Researchers discover how mTOR protein leads to cancer metastasis

Uncovering the network of genes regulated by a crucial molecule involved in cancer called mTOR, which controls protein production inside cells, researchers at the University of California, San Francisco (UCSF) have discovered how a protein "master regulator" goes awry, leading to metastasis, the fatal step of cancer.

Their work also pinpoints why past drugs that target mTOR have failed in clinical trials, and suggests that a new class of drugs now in trials may be more effective for the lethal form of prostate cancer for which presently there is no cure.

Described this week in the journal Nature, the protein mTOR is a "master regulator" of human protein synthesis. It helps normal cells sense nutrients and control cell growth and metabolism. But in many forms of cancer, this process goes awry, and mTOR reprograms normal cells to aberrantly divide, invade and metastasize.

"Many human cancers show hyperactivation of this pathway," said Davide Ruggero, PhD, an associate professor of urology and member of the Helen Diller Family Comprehensive Cancer Center and the Multiple Myeloma Translational Initiative at UCSF. "Until now, we have not known how hyperactive mTOR perturbs the synthesis of certain proteins leading to fatal cancer."

In the human body, mTOR is a molecular sensor that helps cells respond to favorable or unfavorable environments. Under ordinary conditions, it acts as a master regulator of genes that induce cells to growth and divide. In times of scarcity, when somebody is starving for instance, mTOR shuts down much of the machinery that makes proteins so that an organism can conserve energy.

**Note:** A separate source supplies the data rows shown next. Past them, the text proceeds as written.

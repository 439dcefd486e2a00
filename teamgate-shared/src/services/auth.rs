/// Registration, login and session workflows
///
/// Orchestrates the credential hasher, the identity store and the token
/// service. Refresh tokens are single-use: every successful refresh swaps
/// the stored token for a new one, and the swap is a compare-and-swap in
/// the store so concurrent refreshes with the same token cannot both win.

use std::sync::Arc;

use serde::{Deserialize, Serialize};
use uuid::Uuid;

use super::{resolve_actor, TEAM_NOT_FOUND, TEAM_REQUIRES_EMPLOYEE, USER_NOT_FOUND};
use crate::auth::authorization::{require_role_assignment, resolve_requested_role, AdminAction};
use crate::auth::jwt::TokenService;
use crate::auth::password::CredentialHasher;
use crate::error::{ServiceError, ServiceResult};
use crate::models::team::Team;
use crate::models::user::{CreateUser, PublicUser, Role};
use crate::store::IdentityStore;

/// Same message for an unknown email and a wrong password
pub const INVALID_CREDENTIALS: &str = "identifiants invalides";

const REFRESH_UNPARSEABLE: &str = "refresh token invalide ou expiré";
const REFRESH_REJECTED: &str = "refresh token invalide ou révoqué";

/// Account creation input
#[derive(Debug, Clone, Default)]
pub struct Registration {
    pub email: String,
    pub password: String,
    pub first_name: String,
    pub last_name: String,
    pub phone_number: Option<String>,

    /// Requested role name; employee when absent
    pub role: Option<String>,

    pub team_id: Option<Uuid>,
}

/// Successful login
#[derive(Debug, Clone, Serialize, Deserialize)]
pub struct LoginResponse {
    pub token: String,
    pub refresh_token: String,
    pub user: PublicUser,
}

/// Successful refresh
#[derive(Debug, Clone, Serialize, Deserialize)]
pub struct RefreshResponse {
    pub token: String,
    pub refresh_token: String,
}

/// Current user with its team affiliation
#[derive(Debug, Clone, Serialize, Deserialize)]
pub struct Profile {
    #[serde(flatten)]
    pub user: PublicUser,

    /// Team of an employee
    pub team: Option<Team>,

    /// Teams linked to a manager
    pub teams: Vec<Team>,
}

#[derive(Clone)]
pub struct AuthService {
    store: Arc<dyn IdentityStore>,
    hasher: Arc<dyn CredentialHasher>,
    tokens: TokenService,
}

impl AuthService {
    pub fn new(
        store: Arc<dyn IdentityStore>,
        hasher: Arc<dyn CredentialHasher>,
        tokens: TokenService,
    ) -> Self {
        Self {
            store,
            hasher,
            tokens,
        }
    }

    pub fn tokens(&self) -> &TokenService {
        &self.tokens
    }

    /// Creates an account
    ///
    /// Once an admin exists, `created_by` must name an existing admin. While
    /// no admin exists, an anonymous registration bootstraps the first admin
    /// whatever role was requested.
    pub async fn register(
        &self,
        created_by: Option<Uuid>,
        input: Registration,
    ) -> ServiceResult<PublicUser> {
        let admin_exists = self.store.admin_exists().await?;

        if admin_exists && created_by.is_none() {
            return Err(ServiceError::Forbidden(
                AdminAction::CreateUser.denial().to_string(),
            ));
        }

        let creator = match created_by {
            Some(id) => Some(
                self.store
                    .find_user_by_id(id)
                    .await?
                    .ok_or_else(|| ServiceError::NotFound("créateur non trouvé".to_string()))?,
            ),
            None => None,
        };

        if admin_exists && !creator.as_ref().map_or(false, |c| c.is_admin()) {
            return Err(ServiceError::Forbidden(
                AdminAction::CreateUser.denial().to_string(),
            ));
        }

        let mut role = resolve_requested_role(input.role.as_deref())?;

        if !admin_exists && creator.is_none() {
            if role != Role::Admin {
                tracing::info!(requested = %role, "No admin exists yet, bootstrapping first admin");
            }
            role = Role::Admin;
        } else {
            require_role_assignment(creator.as_ref().map(|c| c.role), role)?;
        }

        if let Some(team_id) = input.team_id {
            if role != Role::Employee {
                return Err(ServiceError::Validation(TEAM_REQUIRES_EMPLOYEE.to_string()));
            }
            self.store
                .find_team_by_id(team_id)
                .await?
                .ok_or_else(|| ServiceError::NotFound(TEAM_NOT_FOUND.to_string()))?;
        }

        let password_hash = self.hasher.hash(&input.password)?;

        let user = self
            .store
            .create_user(CreateUser {
                email: input.email,
                password_hash,
                first_name: input.first_name,
                last_name: input.last_name,
                phone_number: input.phone_number.filter(|p| !p.trim().is_empty()),
                role,
                created_by: creator.map(|c| c.id),
                team_id: input.team_id,
            })
            .await?;

        tracing::info!(user_id = %user.id, role = %user.role, "User registered");

        Ok(PublicUser::from(user))
    }

    /// Checks credentials and opens a session
    pub async fn login(&self, email: &str, password: &str) -> ServiceResult<LoginResponse> {
        let user = match self.store.find_user_by_email(email).await? {
            Some(user) => user,
            None => {
                tracing::debug!("Login attempt for unknown email");
                return Err(ServiceError::Unauthorized(INVALID_CREDENTIALS.to_string()));
            }
        };

        if !self.hasher.verify(&user.password_hash, password)? {
            tracing::debug!(user_id = %user.id, "Login attempt with wrong password");
            return Err(ServiceError::Unauthorized(INVALID_CREDENTIALS.to_string()));
        }

        let pair = self.tokens.issue_pair(user.id)?;
        let stored = self
            .store
            .store_refresh_token(user.id, &pair.refresh_token, pair.refresh_expires_at)
            .await?;
        if !stored {
            // Deleted between the lookup and the write
            tracing::debug!(user_id = %user.id, "Login raced with account deletion");
            return Err(ServiceError::Unauthorized(INVALID_CREDENTIALS.to_string()));
        }

        tracing::info!(user_id = %user.id, "User logged in");

        Ok(LoginResponse {
            token: pair.access_token,
            refresh_token: pair.refresh_token,
            user: PublicUser::from(user),
        })
    }

    /// Exchanges a live refresh token for a new access/refresh pair
    ///
    /// The presented token stops working as soon as this returns.
    pub async fn refresh(&self, refresh_token: &str) -> ServiceResult<RefreshResponse> {
        let claims = self.tokens.validate_refresh_token(refresh_token).map_err(|e| {
            tracing::debug!(error = %e, "Unparseable refresh token");
            ServiceError::Unauthorized(REFRESH_UNPARSEABLE.to_string())
        })?;

        let pair = self.tokens.issue_pair(claims.uid)?;

        let rotated = self
            .store
            .rotate_refresh_token(
                claims.uid,
                refresh_token,
                &pair.refresh_token,
                pair.refresh_expires_at,
            )
            .await?;

        if !rotated {
            tracing::warn!(user_id = %claims.uid, "Refresh token mismatch, expired or revoked");
            return Err(ServiceError::Unauthorized(REFRESH_REJECTED.to_string()));
        }

        tracing::debug!(user_id = %claims.uid, "Refresh token rotated");

        Ok(RefreshResponse {
            token: pair.access_token,
            refresh_token: pair.refresh_token,
        })
    }

    /// Whether `token` is the user's current, unexpired refresh token
    pub async fn validate_refresh_token(&self, user_id: Uuid, token: &str) -> ServiceResult<bool> {
        let user = self
            .store
            .find_user_by_id(user_id)
            .await?
            .ok_or_else(|| ServiceError::NotFound(USER_NOT_FOUND.to_string()))?;

        Ok(user.refresh_token_matches(token, chrono::Utc::now()))
    }

    /// Revokes the caller's refresh token
    pub async fn logout(&self, user_id: Uuid) -> ServiceResult<()> {
        self.store.revoke_refresh_token(user_id).await?;
        tracing::info!(user_id = %user_id, "User logged out");
        Ok(())
    }

    /// The caller's own record with its team and managed teams
    pub async fn profile(&self, user_id: Uuid) -> ServiceResult<Profile> {
        let user = self
            .store
            .find_user_by_id(user_id)
            .await?
            .ok_or_else(|| ServiceError::NotFound(USER_NOT_FOUND.to_string()))?;
        let actor = resolve_actor(self.store.as_ref(), user_id).await?;

        let team = match actor.team_id {
            Some(team_id) => self.store.find_team_by_id(team_id).await?,
            None => None,
        };

        let mut teams = Vec::with_capacity(actor.managed_team_ids.len());
        for team_id in &actor.managed_team_ids {
            if let Some(team) = self.store.find_team_by_id(*team_id).await? {
                teams.push(team);
            }
        }

        Ok(Profile {
            user: PublicUser::from(user),
            team,
            teams,
        })
    }
}
/// PostgreSQL connection pool
///
/// The pool is created once at startup, health-checked, and handed to the
/// PostgreSQL identity store.

use sqlx::postgres::{PgPool, PgPoolOptions};
use std::time::Duration;
use tracing::{debug, info, warn};

/// Configuration for the database connection pool
#[derive(Debug, Clone)]
pub struct DatabaseConfig {
    /// PostgreSQL connection URL
    pub url: String,

    /// Maximum number of connections in the pool
    pub max_connections: u32,

    /// Connections kept warm while idle
    pub min_connections: u32,

    /// How long to wait for a free connection (seconds)
    pub acquire_timeout_seconds: u64,

    /// Idle connections are closed after this long (seconds)
    pub idle_timeout_seconds: Option<u64>,
}

impl DatabaseConfig {
    pub fn new(url: impl Into<String>, max_connections: u32) -> Self {
        Self {
            url: url.into(),
            max_connections,
            ..Default::default()
        }
    }
}

impl Default for DatabaseConfig {
    fn default() -> Self {
        Self {
            url: String::new(),
            max_connections: 10,
            min_connections: 1,
            acquire_timeout_seconds: 10,
            idle_timeout_seconds: Some(600),
        }
    }
}

/// Creates the pool and verifies the database answers
pub async fn create_pool(config: DatabaseConfig) -> Result<PgPool, sqlx::Error> {
    info!(
        max_connections = config.max_connections,
        min_connections = config.min_connections,
        "Creating database connection pool"
    );

    let mut pool_options = PgPoolOptions::new()
        .max_connections(config.max_connections)
        .min_connections(config.min_connections.min(config.max_connections))
        .acquire_timeout(Duration::from_secs(config.acquire_timeout_seconds));

    if let Some(idle_timeout) = config.idle_timeout_seconds {
        pool_options = pool_options.idle_timeout(Duration::from_secs(idle_timeout));
        debug!(idle_timeout_seconds = idle_timeout, "Set idle timeout");
    }

    let pool = pool_options.connect(&config.url).await?;

    health_check(&pool).await?;

    info!("Database connection pool created successfully");
    Ok(pool)
}

/// Runs `SELECT 1` against the pool
pub async fn health_check(pool: &PgPool) -> Result<(), sqlx::Error> {
    let result: (i32,) = sqlx::query_as("SELECT 1").fetch_one(pool).await?;

    if result.0 == 1 {
        debug!("Database health check passed");
        Ok(())
    } else {
        warn!("Database health check returned unexpected value: {}", result.0);
        Err(sqlx::Error::Protocol(
            "Health check returned unexpected value".into(),
        ))
    }
}

/// Closes every connection; called on shutdown
pub async fn close_pool(pool: PgPool) {
    info!("Closing database connection pool");
    pool.close().await;
    info!("Database connection pool closed");
}
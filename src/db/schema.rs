//! Database schema definitions

use rusqlite::Connection;
use tracing::info;

use crate::error::WelltickError;

/// Current schema version for migrations
pub const SCHEMA_VERSION: i32 = 1;

/// Initialize the database schema
pub fn init_schema(conn: &Connection) -> Result<(), WelltickError> {
    let current_version = get_schema_version(conn)?;

    if current_version == 0 {
        info!("Creating new database schema v{}", SCHEMA_VERSION);
        create_tables(conn)?;
        set_schema_version(conn, SCHEMA_VERSION)?;
    } else if current_version < SCHEMA_VERSION {
        info!("Migrating schema from v{} to v{}", current_version, SCHEMA_VERSION);
        migrate_schema(conn, current_version)?;
    } else {
        info!("Database schema is up to date (v{})", current_version);
    }

    Ok(())
}

/// Get current schema version (0 if not initialized)
fn get_schema_version(conn: &Connection) -> Result<i32, WelltickError> {
    conn.execute(
        "CREATE TABLE IF NOT EXISTS schema_version (version INTEGER NOT NULL)",
        [],
    )?;

    let version: i32 = conn
        .query_row("SELECT version FROM schema_version LIMIT 1", [], |row| row.get(0))
        .unwrap_or(0);

    Ok(version)
}

/// Set schema version
fn set_schema_version(conn: &Connection, version: i32) -> Result<(), WelltickError> {
    conn.execute("DELETE FROM schema_version", [])?;
    conn.execute("INSERT INTO schema_version (version) VALUES (?)", [version])?;
    Ok(())
}

/// Create all tables
fn create_tables(conn: &Connection) -> Result<(), WelltickError> {
    conn.execute_batch(USERS_SCHEMA)
        .map_err(|e| WelltickError::Internal(format!("Failed to create users table: {}", e)))?;

    conn.execute_batch(HEALTH_SCHEMA)
        .map_err(|e| WelltickError::Internal(format!("Failed to create health tables: {}", e)))?;

    conn.execute_batch(CONTACTS_SCHEMA)
        .map_err(|e| WelltickError::Internal(format!("Failed to create contacts table: {}", e)))?;

    conn.execute_batch(INDEXES_SCHEMA)
        .map_err(|e| WelltickError::Internal(format!("Failed to create indexes: {}", e)))?;

    Ok(())
}

/// Migrate schema from older version
fn migrate_schema(conn: &Connection, from_version: i32) -> Result<(), WelltickError> {
    info!(from_version, "No migration steps registered");
    set_schema_version(conn, SCHEMA_VERSION)?;
    Ok(())
}

const USERS_SCHEMA: &str = r#"
CREATE TABLE IF NOT EXISTS users (
    id TEXT PRIMARY KEY NOT NULL,
    email TEXT NOT NULL UNIQUE,
    password_hash TEXT NOT NULL,
    created_at TEXT NOT NULL
);
"#;

/// Health records and wellness metrics
const HEALTH_SCHEMA: &str = r#"
-- Record metadata. A private payload lives sealed in the content store and is
-- referenced by content_id; a public payload lives inline in payload_json.
CREATE TABLE IF NOT EXISTS health_records (
    id TEXT PRIMARY KEY NOT NULL,
    owner_id TEXT NOT NULL,
    category TEXT NOT NULL
        CHECK (category IN ('medication', 'condition', 'allergy', 'procedure', 'note')),
    title TEXT NOT NULL,
    description TEXT,

    payload_json TEXT,
    visibility TEXT NOT NULL DEFAULT 'private'
        CHECK (visibility IN ('private', 'public')),

    content_id TEXT,
    encryption_key TEXT,

    created_at TEXT NOT NULL,
    updated_at TEXT NOT NULL,

    CHECK ((content_id IS NULL) = (encryption_key IS NULL)),
    CHECK (content_id IS NULL OR payload_json IS NULL),
    FOREIGN KEY (owner_id) REFERENCES users(id) ON DELETE CASCADE
);

-- Append-only metric series
CREATE TABLE IF NOT EXISTS wellness_metrics (
    id TEXT PRIMARY KEY NOT NULL,
    owner_id TEXT NOT NULL,
    category TEXT NOT NULL
        CHECK (category IN ('mood', 'pain', 'energy', 'sleep', 'steps', 'heart_rate')),
    value REAL NOT NULL,
    notes TEXT,
    recorded_at TEXT NOT NULL,
    created_at TEXT NOT NULL,

    FOREIGN KEY (owner_id) REFERENCES users(id) ON DELETE CASCADE
);
"#;

const CONTACTS_SCHEMA: &str = r#"
CREATE TABLE IF NOT EXISTS emergency_contacts (
    id TEXT PRIMARY KEY NOT NULL,
    owner_id TEXT NOT NULL,
    name TEXT NOT NULL,
    phone TEXT NOT NULL,
    relationship TEXT,
    is_primary INTEGER NOT NULL DEFAULT 0,
    created_at TEXT NOT NULL,
    updated_at TEXT NOT NULL,

    FOREIGN KEY (owner_id) REFERENCES users(id) ON DELETE CASCADE
);
"#;

/// Index definitions for fast queries
const INDEXES_SCHEMA: &str = r#"
CREATE INDEX IF NOT EXISTS idx_records_owner_created ON health_records(owner_id, created_at);
CREATE INDEX IF NOT EXISTS idx_records_owner_category ON health_records(owner_id, category);
CREATE INDEX IF NOT EXISTS idx_records_content_id ON health_records(content_id);

CREATE INDEX IF NOT EXISTS idx_metrics_owner_recorded ON wellness_metrics(owner_id, recorded_at);
CREATE INDEX IF NOT EXISTS idx_metrics_owner_category ON wellness_metrics(owner_id, category, recorded_at);

CREATE INDEX IF NOT EXISTS idx_contacts_owner ON emergency_contacts(owner_id);
CREATE UNIQUE INDEX IF NOT EXISTS idx_contacts_one_primary
    ON emergency_contacts(owner_id) WHERE is_primary = 1;
"#;
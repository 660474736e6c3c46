//! IPFS RPC API client
//!
//! Talks to a Kubo-compatible `/api/v0` endpoint (a local node or a hosted
//! pinning service such as Infura). Every command is a POST.

use async_trait::async_trait;
use reqwest::multipart::{Form, Part};
use reqwest::{Client, RequestBuilder, Response};
use serde::Deserialize;
use std::time::Duration;
use tracing::{debug, info};
use url::Url;

use super::{parse_cid, ContentStore};
use crate::config::ContentStoreConfig;
use crate::error::{Result, WelltickError};

/// Response body of `/api/v0/add`
#[derive(Debug, Deserialize)]
struct AddResponse {
    #[serde(rename = "Hash")]
    hash: String,
    #[serde(rename = "Size", default)]
    size: Option<String>,
}

/// Content store backed by an IPFS node
pub struct IpfsContentStore {
    api_base: Url,
    client: Client,
    project_id: Option<String>,
    project_secret: Option<String>,
}

impl IpfsContentStore {
    /// Create a client from the content store config
    pub fn new(config: &ContentStoreConfig) -> Result<Self> {
        let mut api_base = Url::parse(&config.ipfs_api_url)
            .map_err(|e| WelltickError::Config(format!("Invalid ipfs_api_url: {}", e)))?;
        if !api_base.path().ends_with('/') {
            let path = format!("{}/", api_base.path());
            api_base.set_path(&path);
        }

        let client = Client::builder()
            .timeout(Duration::from_secs(config.timeout_secs))
            .build()
            .map_err(|e| WelltickError::Config(format!("Failed to build IPFS client: {}", e)))?;

        info!(api = %api_base, "Using IPFS content store");

        Ok(Self {
            api_base,
            client,
            project_id: config.ipfs_project_id.clone(),
            project_secret: config.ipfs_project_secret.clone(),
        })
    }

    /// URL for an `/api/v0/<command>` call
    fn endpoint(&self, command: &str) -> Result<Url> {
        self.api_base
            .join(&format!("api/v0/{}", command))
            .map_err(|e| WelltickError::Config(format!("Invalid IPFS endpoint: {}", e)))
    }

    fn authorized(&self, request: RequestBuilder) -> RequestBuilder {
        match &self.project_id {
            Some(id) => request.basic_auth(id, self.project_secret.as_ref()),
            None => request,
        }
    }

    async fn send(&self, command: &str, request: RequestBuilder) -> Result<Response> {
        let response = self
            .authorized(request)
            .send()
            .await
            .map_err(|e| WelltickError::ContentStore(format!("IPFS {} failed: {}", command, e)))?;

        if !response.status().is_success() {
            let status = response.status();
            let body = response.text().await.unwrap_or_default();
            return Err(WelltickError::ContentStore(format!(
                "IPFS {} returned {}: {}",
                command, status, body
            )));
        }

        Ok(response)
    }
}

/// Extract and validate the CID from an `add` response body
fn parse_add_response(body: &str) -> Result<String> {
    // Streaming add may emit one JSON object per line; the last one is the root
    let line = body
        .lines()
        .filter(|l| !l.trim().is_empty())
        .last()
        .ok_or_else(|| WelltickError::ContentStore("Empty IPFS add response".into()))?;

    let added: AddResponse = serde_json::from_str(line)
        .map_err(|e| WelltickError::ContentStore(format!("Unexpected IPFS add response: {}", e)))?;

    let cid = parse_cid(&added.hash)
        .map_err(|_| WelltickError::ContentStore(format!("IPFS returned invalid CID {}", added.hash)))?;

    debug!(cid = %cid, size = ?added.size, "IPFS add complete");
    Ok(cid.to_string())
}

#[async_trait]
impl ContentStore for IpfsContentStore {
    async fn put(&self, data: &[u8]) -> Result<String> {
        let mut url = self.endpoint("add")?;
        url.query_pairs_mut()
            .append_pair("cid-version", "1")
            .append_pair("pin", "true");

        let form = Form::new().part("file", Part::bytes(data.to_vec()).file_name("payload"));
        let response = self.send("add", self.client.post(url).multipart(form)).await?;

        let body = response
            .text()
            .await
            .map_err(|e| WelltickError::ContentStore(format!("IPFS add body: {}", e)))?;

        let cid = parse_add_response(&body)?;
        info!(cid = %cid, size = data.len(), "Stored blob in IPFS");
        Ok(cid)
    }

    async fn get(&self, id: &str) -> Result<Vec<u8>> {
        let cid = parse_cid(id)?;

        let mut url = self.endpoint("cat")?;
        url.query_pairs_mut().append_pair("arg", &cid.to_string());

        let response = self.send("cat", self.client.post(url)).await?;
        let bytes = response
            .bytes()
            .await
            .map_err(|e| WelltickError::ContentStore(format!("IPFS cat body: {}", e)))?;

        Ok(bytes.to_vec())
    }

    fn backend_name(&self) -> &'static str {
        "ipfs"
    }
}
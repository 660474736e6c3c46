//! Record payload encryption.
//!
//! # Algorithms
//!
//! - **Key**: 32 random bytes from the OS CSPRNG, carried as 64 hex chars
//! - **Encryption**: ChaCha20-Poly1305 (authenticated encryption)
//!
//! # Sealed layout
//!
//! ```text
//! [ nonce (12) | ciphertext (len) | auth tag (16) ]
//! ```
//!
//! A fresh key and nonce are drawn for every seal, so sealing the same payload
//! twice never yields the same bytes. Opening with the wrong key or opening
//! altered bytes fails with [`WelltickError::Integrity`].

use chacha20poly1305::{aead::Aead, ChaCha20Poly1305, Key, KeyInit, Nonce};
use rand::rngs::OsRng;
use rand::RngCore;
use serde_json::Value;
use std::fmt;

use crate::error::{Result, WelltickError};

/// Symmetric key length (32 bytes)
pub const KEY_LEN: usize = 32;

/// Nonce length for ChaCha20-Poly1305 (12 bytes)
pub const NONCE_LEN: usize = 12;

/// ChaCha20-Poly1305 auth tag length (16 bytes)
pub const AUTH_TAG_LEN: usize = 16;

/// Per-record symmetric key
#[derive(Clone, PartialEq, Eq)]
pub struct RecordKey([u8; KEY_LEN]);

impl RecordKey {
    /// Draw a new key from the OS random source
    pub fn generate() -> Self {
        let mut bytes = [0u8; KEY_LEN];
        OsRng.fill_bytes(&mut bytes);
        Self(bytes)
    }

    /// Parse the hex form stored alongside a record
    pub fn from_hex(hex_key: &str) -> Result<Self> {
        let bytes = hex::decode(hex_key)
            .map_err(|e| WelltickError::Crypto(format!("Invalid key encoding: {}", e)))?;
        let bytes: [u8; KEY_LEN] = bytes.try_into().map_err(|v: Vec<u8>| {
            WelltickError::Crypto(format!(
                "Invalid key length: expected {}, got {}",
                KEY_LEN,
                v.len()
            ))
        })?;
        Ok(Self(bytes))
    }

    pub fn to_hex(&self) -> String {
        hex::encode(self.0)
    }

    fn cipher(&self) -> ChaCha20Poly1305 {
        ChaCha20Poly1305::new(Key::from_slice(&self.0))
    }
}

impl fmt::Debug for RecordKey {
    fn fmt(&self, f: &mut fmt::Formatter<'_>) -> fmt::Result {
        f.write_str("RecordKey(..)")
    }
}

/// Encrypt `plaintext` under `key`, returning nonce-prefixed ciphertext.
pub fn encrypt(plaintext: &[u8], key: &RecordKey) -> Result<Vec<u8>> {
    let mut nonce = [0u8; NONCE_LEN];
    OsRng.fill_bytes(&mut nonce);

    let ciphertext = key
        .cipher()
        .encrypt(Nonce::from_slice(&nonce), plaintext)
        .map_err(|e| WelltickError::Crypto(format!("Encryption failed: {e}")))?;

    let mut sealed = Vec::with_capacity(NONCE_LEN + ciphertext.len());
    sealed.extend_from_slice(&nonce);
    sealed.extend_from_slice(&ciphertext);
    Ok(sealed)
}

/// Decrypt bytes produced by [`encrypt`].
///
/// # Errors
///
/// Returns [`WelltickError::Integrity`] if the input is truncated, was altered,
/// or was sealed under a different key.
pub fn decrypt(sealed: &[u8], key: &RecordKey) -> Result<Vec<u8>> {
    if sealed.len() < NONCE_LEN + AUTH_TAG_LEN {
        return Err(WelltickError::Integrity(format!(
            "Sealed payload too short: {} bytes",
            sealed.len()
        )));
    }

    let (nonce, ciphertext) = sealed.split_at(NONCE_LEN);
    key.cipher()
        .decrypt(Nonce::from_slice(nonce), ciphertext)
        .map_err(|_| WelltickError::Integrity("Authentication tag mismatch".into()))
}

/// Serialize and encrypt a JSON payload under a freshly generated key.
pub fn seal_json(payload: &Value) -> Result<(RecordKey, Vec<u8>)> {
    let key = RecordKey::generate();
    let plaintext = serde_json::to_vec(payload)?;
    let sealed = encrypt(&plaintext, &key)?;
    Ok((key, sealed))
}

/// Decrypt and parse a payload sealed by [`seal_json`].
pub fn open_json(sealed: &[u8], key: &RecordKey) -> Result<Value> {
    let plaintext = decrypt(sealed, key)?;
    serde_json::from_slice(&plaintext)
        .map_err(|e| WelltickError::Integrity(format!("Decrypted payload is not JSON: {}", e)))
}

In cancer, this careful balance is lost. The rogue mTOR protein goes haywire and signals tumor cells to become bigger to divide, undergo metastasis and invade new, healthy tissues. Metastasis is the primary cause of cancer patient death.

"We are now discovering that during tumor formation mTOR leads to metastasis by altering the synthesis of a specific group of proteins that make the cancer cells move and invade normal organs," Ruggero said.

In their research, Ruggero and his colleagues identified the players that instruct or execute decisions made by mTOR, and they discovered how mTOR deregulates one of the very last stages of gene expression—just before they are translated into proteins by large molecular machines known as ribosomes.

They used a method called ribosome profiling pioneered by UCSF professor Jonathan S. Weissman and Nicholas T. Ingolia at the Carnegie Institution for Science, also authors on the paper. This method basically allows researchers to collect the millions of ribosomes from inside cells and determine which genes they are turning into proteins.

The Drug and its Target

Because it plays such a crucial role in cancer biology, mTOR is also an active target for drug development. Several compounds that block this protein, including the drug Rapamycin, have already gone through clinical trials as single agents for treating various forms of cancer such as prostate cancer—without great success.

The new research suggests why drugs like Rapamycin have failed. The problem, said Ruggero, is that they block mTOR, but not completely. The newer drugs, however, block mTOR more completely.

The difference is akin to holding a door shut with a piece of tape versus locking it and breaking the key off in the lock so no one can re-open it.

When drugs like Rapamycin fail to completely stop mTOR from working, they allow it to continue pushing a cancer cell toward malignancy. Some newer compounds that block mTOR do so more completely, and the team led by Ruggero showed in preclinical experiments that this effectively hobbles the cancer cells.

Specifically they tested an experimental drug called INK128, derived from a compound discovered in the UCSF laboratory of Kevan Shokat, Howard Hughes Medical Investigator, professor and chair of cellular and molecular pharmacology and another author on the paper. This compound is now in clinical trials for different types of cancers and is being developed by a team led by Christian Rommel in the La Jolla, Calif. company, Intellikine, Inc., the home of some of the co-authors in the Nature manuscript.

In their research, Ruggero and his colleagues showed that a mouse model of human prostate cancer treated with INK128 did not metastasize. They also showed that the new drug has a strong therapeutic effect on human prostate cancer cells.

"While the experiments were primarily focused in prostate cancer, we believe this work is widely applicable in many tumor types because mTOR is a critical regulator of so many cancers," said first author Andrew Hsieh, MD, a clinical oncologist in the UCSF Department of Medicine, Division of Hematology/Oncology and a senior member of the Ruggero laboratory. "For example, clinicians Jeff Wolf and Tom Martin are now testing INK128 here at UCSF, in multiple myeloma patients," Ruggero said.

The research also found that INK128 works better by also restraining abnormal protein synthesis when mTOR is hyperactive. "Deregulations in protein synthesis is now becoming a hallmark of cancer, and we are very excited by the opportunity to target the aberrant protein synthesis apparatus in many cancers," Ruggero said.